Stored data entries:
========

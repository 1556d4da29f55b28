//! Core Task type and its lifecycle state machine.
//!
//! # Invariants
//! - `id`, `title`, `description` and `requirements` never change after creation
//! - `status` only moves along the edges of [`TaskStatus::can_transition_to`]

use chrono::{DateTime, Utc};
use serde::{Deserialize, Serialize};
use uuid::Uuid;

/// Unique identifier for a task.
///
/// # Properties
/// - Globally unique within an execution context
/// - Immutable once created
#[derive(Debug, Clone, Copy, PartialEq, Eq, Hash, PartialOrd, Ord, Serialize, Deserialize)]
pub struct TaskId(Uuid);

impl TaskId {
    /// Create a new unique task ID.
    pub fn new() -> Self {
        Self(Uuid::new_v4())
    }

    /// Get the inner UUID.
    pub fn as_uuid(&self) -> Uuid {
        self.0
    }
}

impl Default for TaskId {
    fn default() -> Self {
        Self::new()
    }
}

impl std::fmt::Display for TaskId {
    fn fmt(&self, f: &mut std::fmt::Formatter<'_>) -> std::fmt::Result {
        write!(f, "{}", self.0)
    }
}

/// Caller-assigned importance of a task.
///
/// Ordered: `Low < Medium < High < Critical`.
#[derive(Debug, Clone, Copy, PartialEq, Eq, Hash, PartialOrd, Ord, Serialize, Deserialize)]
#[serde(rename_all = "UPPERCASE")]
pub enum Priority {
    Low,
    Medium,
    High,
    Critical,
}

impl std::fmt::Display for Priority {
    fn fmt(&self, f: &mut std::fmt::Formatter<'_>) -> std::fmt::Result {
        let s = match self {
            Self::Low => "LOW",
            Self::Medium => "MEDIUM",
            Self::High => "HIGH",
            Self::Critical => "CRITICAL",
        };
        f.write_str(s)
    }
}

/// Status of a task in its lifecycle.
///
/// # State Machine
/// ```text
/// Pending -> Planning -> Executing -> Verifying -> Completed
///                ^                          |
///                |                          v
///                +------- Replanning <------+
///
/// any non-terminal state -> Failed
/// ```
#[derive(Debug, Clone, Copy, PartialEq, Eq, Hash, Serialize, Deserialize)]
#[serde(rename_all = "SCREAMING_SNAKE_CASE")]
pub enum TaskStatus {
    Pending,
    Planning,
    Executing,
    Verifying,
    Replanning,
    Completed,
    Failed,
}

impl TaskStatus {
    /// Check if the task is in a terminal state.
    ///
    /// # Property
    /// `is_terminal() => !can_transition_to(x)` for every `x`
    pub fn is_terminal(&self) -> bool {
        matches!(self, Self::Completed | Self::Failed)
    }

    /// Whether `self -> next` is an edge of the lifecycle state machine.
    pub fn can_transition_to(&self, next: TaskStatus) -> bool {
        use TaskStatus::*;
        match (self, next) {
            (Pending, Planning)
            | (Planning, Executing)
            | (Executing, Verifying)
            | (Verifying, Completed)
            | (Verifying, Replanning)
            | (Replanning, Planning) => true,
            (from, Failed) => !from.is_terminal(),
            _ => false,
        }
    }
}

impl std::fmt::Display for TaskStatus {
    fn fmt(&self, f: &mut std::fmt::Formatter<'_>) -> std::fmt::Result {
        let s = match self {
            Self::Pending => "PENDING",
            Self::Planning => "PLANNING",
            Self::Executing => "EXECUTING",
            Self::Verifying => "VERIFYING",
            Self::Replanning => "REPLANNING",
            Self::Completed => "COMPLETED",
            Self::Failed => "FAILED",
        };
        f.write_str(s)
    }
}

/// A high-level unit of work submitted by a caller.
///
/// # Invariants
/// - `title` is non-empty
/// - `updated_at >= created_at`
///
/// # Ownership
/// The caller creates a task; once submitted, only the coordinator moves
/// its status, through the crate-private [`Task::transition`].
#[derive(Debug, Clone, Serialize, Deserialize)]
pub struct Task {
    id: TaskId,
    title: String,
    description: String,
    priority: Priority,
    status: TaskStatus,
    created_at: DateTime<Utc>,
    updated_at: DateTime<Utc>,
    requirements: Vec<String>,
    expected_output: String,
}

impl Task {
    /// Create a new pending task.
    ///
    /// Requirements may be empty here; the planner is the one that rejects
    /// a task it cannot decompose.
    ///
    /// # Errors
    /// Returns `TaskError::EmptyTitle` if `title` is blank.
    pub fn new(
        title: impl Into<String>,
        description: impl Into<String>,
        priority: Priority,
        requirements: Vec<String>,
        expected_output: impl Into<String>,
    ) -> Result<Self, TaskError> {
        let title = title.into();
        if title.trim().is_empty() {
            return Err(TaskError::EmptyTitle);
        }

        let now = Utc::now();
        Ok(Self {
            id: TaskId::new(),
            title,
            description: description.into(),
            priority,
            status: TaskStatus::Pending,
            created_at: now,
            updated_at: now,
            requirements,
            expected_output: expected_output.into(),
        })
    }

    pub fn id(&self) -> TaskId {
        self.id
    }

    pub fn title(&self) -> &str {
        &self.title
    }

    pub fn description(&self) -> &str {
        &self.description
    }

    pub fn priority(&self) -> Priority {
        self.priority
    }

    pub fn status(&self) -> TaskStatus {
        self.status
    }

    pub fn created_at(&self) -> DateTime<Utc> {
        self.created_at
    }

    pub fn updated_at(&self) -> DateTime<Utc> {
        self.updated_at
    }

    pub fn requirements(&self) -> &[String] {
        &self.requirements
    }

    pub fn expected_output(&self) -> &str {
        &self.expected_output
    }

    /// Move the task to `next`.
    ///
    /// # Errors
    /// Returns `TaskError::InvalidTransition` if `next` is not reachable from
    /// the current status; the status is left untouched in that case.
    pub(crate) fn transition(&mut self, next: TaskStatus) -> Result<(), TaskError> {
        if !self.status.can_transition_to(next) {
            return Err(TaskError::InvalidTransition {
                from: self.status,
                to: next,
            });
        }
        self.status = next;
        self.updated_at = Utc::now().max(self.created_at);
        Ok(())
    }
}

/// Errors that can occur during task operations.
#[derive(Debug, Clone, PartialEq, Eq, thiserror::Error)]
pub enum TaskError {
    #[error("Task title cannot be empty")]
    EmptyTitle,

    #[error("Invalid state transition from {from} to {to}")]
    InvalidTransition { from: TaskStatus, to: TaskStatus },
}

========

WORK TO BE COMPLETED ▸
Where a line of the data above includes "EmptyTitle", copy that line.

TASK RESULT ▸
    /// Returns `TaskError::EmptyTitle` if `title` is blank.
            return Err(TaskError::EmptyTitle);
    EmptyTitle,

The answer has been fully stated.